**TASK STATEMENT**
When you have gone through the records, report how many lines include "that", giving the number and nothing more.
------ DATA FOR THIS EXERCISE ------
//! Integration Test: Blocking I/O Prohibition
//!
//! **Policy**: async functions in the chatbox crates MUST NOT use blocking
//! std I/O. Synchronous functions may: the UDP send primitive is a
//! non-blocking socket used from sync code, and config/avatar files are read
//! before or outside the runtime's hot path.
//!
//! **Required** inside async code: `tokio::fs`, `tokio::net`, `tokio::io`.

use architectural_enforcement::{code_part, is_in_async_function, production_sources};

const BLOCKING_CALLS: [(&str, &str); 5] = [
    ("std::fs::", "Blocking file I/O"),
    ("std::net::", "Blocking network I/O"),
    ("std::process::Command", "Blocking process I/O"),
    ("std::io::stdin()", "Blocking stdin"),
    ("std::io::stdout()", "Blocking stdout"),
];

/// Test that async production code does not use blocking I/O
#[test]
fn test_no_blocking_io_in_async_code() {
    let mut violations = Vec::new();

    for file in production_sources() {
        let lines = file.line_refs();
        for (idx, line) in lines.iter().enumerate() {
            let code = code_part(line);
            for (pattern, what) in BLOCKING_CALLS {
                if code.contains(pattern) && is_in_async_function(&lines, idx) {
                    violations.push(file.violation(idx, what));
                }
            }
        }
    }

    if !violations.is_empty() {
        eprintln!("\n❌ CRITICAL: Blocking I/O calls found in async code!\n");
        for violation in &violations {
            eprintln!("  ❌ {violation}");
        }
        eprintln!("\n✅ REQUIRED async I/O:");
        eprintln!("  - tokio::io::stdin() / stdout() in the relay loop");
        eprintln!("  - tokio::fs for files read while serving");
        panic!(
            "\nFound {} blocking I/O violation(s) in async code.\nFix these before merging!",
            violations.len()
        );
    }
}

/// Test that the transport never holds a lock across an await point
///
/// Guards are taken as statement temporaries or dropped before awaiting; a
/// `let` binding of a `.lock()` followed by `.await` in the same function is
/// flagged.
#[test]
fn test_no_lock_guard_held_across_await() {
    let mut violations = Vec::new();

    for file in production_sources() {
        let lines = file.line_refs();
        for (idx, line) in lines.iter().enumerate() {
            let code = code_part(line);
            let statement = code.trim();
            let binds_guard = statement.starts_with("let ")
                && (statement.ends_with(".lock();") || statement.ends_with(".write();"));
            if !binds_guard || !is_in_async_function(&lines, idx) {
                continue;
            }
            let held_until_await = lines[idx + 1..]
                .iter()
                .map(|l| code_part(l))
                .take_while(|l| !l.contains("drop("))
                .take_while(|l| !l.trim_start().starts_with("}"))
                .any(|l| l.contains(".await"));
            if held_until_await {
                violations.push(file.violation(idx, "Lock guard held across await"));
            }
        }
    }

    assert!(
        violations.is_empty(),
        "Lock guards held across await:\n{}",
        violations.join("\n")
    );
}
------
**ANSWER TO THE EXERCISE**
2